And from what I can tell it got under Scott’s skin too, because he’s been talking a lot about morality and Trump on his periscope chats recently, and I can see that he’s trying to work out a coherent position.
I’ll link to the periscope lecture I’m talking about in the show notes for this episode. But basically Scott is arguing that when Trump lies, or gets the facts wrong, you can nevertheless say that his speech is what he calls “directionally accurate” — which is a terribly clumsy expression Scott, it’s going to cause a you a world of grief — but it’s directionally accurate in the sense that, if people are influenced by his speech in the way that he thinks Trump intended, the causal consequences would be positive for the country, would move the country in a positive direction, or at least in a direction that the majority of the people who voted for him want to see the country move. And in that sense, he’s fulfilling the mandate that his supporters, and the democratic process, granted him when they elected him.
Scott doesn’t use the term “speech act”. I wouldn’t know if he’s familiar with the term, it’s the sort of thing you’d only encounter if you studied the history of 20th century philosophy and philosophy of language, or linguistics. But this is exactly the concept that he’s applying. A single utterance can express more than one speech act. As assertions, Trump’s speech can be judged as misrepresenting the facts. You may even be justified in calling it lying, if you think it’s an intentional deception. But if you’re thinking about the causal effects of his speech on his audience, or on the world more broadly, then Scott’s argument is that those effects are positive.
Scott grants that lying, per se, is morally wrong. He says it half a dozen times. I think what he wants to say is that lying is prima facie wrong — wrong on the face of it, wrong at first glance — but to judge the whole speech act, you need to factor in the causal consequences of the act as well. And if we think these consequences have a significant positive impact, that should be a mitigating factor. That might be enough to render the act morally justified, all things considered.
So in the end, for Scott, everything turns on how you interpret the causal effects of Trump’s speech. I’ll give you a fancy linguistic term for this Scott, if you’re listening. The bare assertions that Trump makes, that’s what speech act theorists call the ‘locutionary act’. If you think he’s intentionally lying or deceiving when he says these things, that’s an “illocutionary act — lying or deceiving.
Now, if we look at the causal effects of Trump’s speech on the audience, or the world — that’s called the ‘perlocutionary act’. What you’re asking people to do is pay attention to the perlocutionary effects of Trump’s speech.
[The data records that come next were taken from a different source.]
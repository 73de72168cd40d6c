use sea_orm::DatabaseConnection;

use crate::config::Config;

/// Shared application state available to all request handlers via Axum's `State` extractor.
#[derive(Debug, Clone)]
pub struct AppState {
    pub db: DatabaseConnection,
    pub config: Config,
}
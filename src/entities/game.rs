use sea_orm::entity::prelude::*;
use serde::{Deserialize, Serialize};

/// A scheduled pickup game on a field.
///
/// The weather columns are a snapshot captured at creation time and never
/// refreshed afterwards.
#[derive(Clone, Debug, PartialEq, DeriveEntityModel, Serialize, Deserialize)]
#[sea_orm(table_name = "game")]
pub struct Model {
    #[sea_orm(primary_key, auto_increment = false)]
    pub id: Uuid,
    pub game_type: String,
    pub field_id: Uuid,
    pub creator_id: Uuid,
    pub starts_at: DateTimeWithTimeZone,
    pub ends_at: DateTimeWithTimeZone,
    pub max_participants: i32,
    pub status: String,
    pub price: Option<f64>,
    pub weather_temperature: Option<f32>,
    pub weather_condition: Option<String>,
    pub weather_icon: Option<String>,
    pub created_at: DateTimeWithTimeZone,
}

#[derive(Copy, Clone, Debug, EnumIter, DeriveRelation)]
pub enum Relation {
    #[sea_orm(
        belongs_to = "super::field::Entity",
        from = "Column::FieldId",
        to = "super::field::Column::Id",
        on_delete = "Cascade"
    )]
    Field,
    #[sea_orm(
        belongs_to = "super::user::Entity",
        from = "Column::CreatorId",
        to = "super::user::Column::Id",
        on_delete = "Cascade"
    )]
    Creator,
    #[sea_orm(has_many = "super::game_participant::Entity")]
    Participants,
}

impl Related<super::field::Entity> for Entity {
    fn to() -> RelationDef {
        Relation::Field.def()
    }
}

impl Related<super::user::Entity> for Entity {
    fn to() -> RelationDef {
        Relation::Creator.def()
    }
}

impl Related<super::game_participant::Entity> for Entity {
    fn to() -> RelationDef {
        Relation::Participants.def()
    }
}

impl ActiveModelBehavior for ActiveModel {}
And to use some kind of consequentialist moral metric for judging the morality of these effects — impact on overall happiness, welfare, preference satisfaction, whatever. And your claim is that the effect of Trump’s public speech is overall positive. Or at least, there’s a defensible interpretation in which they come out overall positive.
There’s a whole lot here that is contentious, to say the least. But at least it’s an argument. And the discussion with Sam pushed Scott to think harder about this. Here’s a clip from his Periscope session:
I know exactly how Sam will respond to this. He has a much more negative assessment of the perlocutionary effects of Trump’s speech, which is connected in various ways with his very uncompromising position on the wrongness of lying. So this isn’t going to budge Sam. But like I said, at least it’s an argument.
Another concern about Scott’s position, that Sam and David and Tamler all shared, was their perception that Scott simply had no concern with what is true or false, that he only seemed to care about, and value, one’s ability to persuade others, and that this is just deeply problematic.
And here’s David:
The charge is that Scott’s admiration for Trump rests solely, or almost entirely, on his persuasive powers, his ability to get people to believe or do what he wants, irrespective of the means he uses, or the ends to which his persuasion is directed.
This is part of the charge that Scott seems to be pushing back against with his recent blog posts and periscope updates. Scott wants to show that he is concerned with the ends to which Trump’s persuasion is directed.
But he failed to adequately communicate that in the interview.
Now, let me use this to point to introduce another helpful concept from philosophy and the history of ideas — the concept of sophistry, and its relation to the classical Greek Sophists.
This distaste that Sam and David and Tamler expressed for being an admirer of persuasion as such, and valuing the skill of persuasion as such, irrespective of content, harkens back to an ancient debate between philosophy and sophistry, which I’ve talked about before on the podcast.
This charge paints Scott as a modern day sophist. The Greek sophists were professional teachers and intellectuals who frequented Athens and other Greek cities in the second half of the fifth century B.C. The sophists offered young wealthy Greek men an education in virtue, or excellence, for a fee. But what this often amounted to was instruction in the ability to influence one’s fellow citizens in political gatherings through rhetorical persuasion. They were teaching how one could be persuasive on any subject, on any side of a debate.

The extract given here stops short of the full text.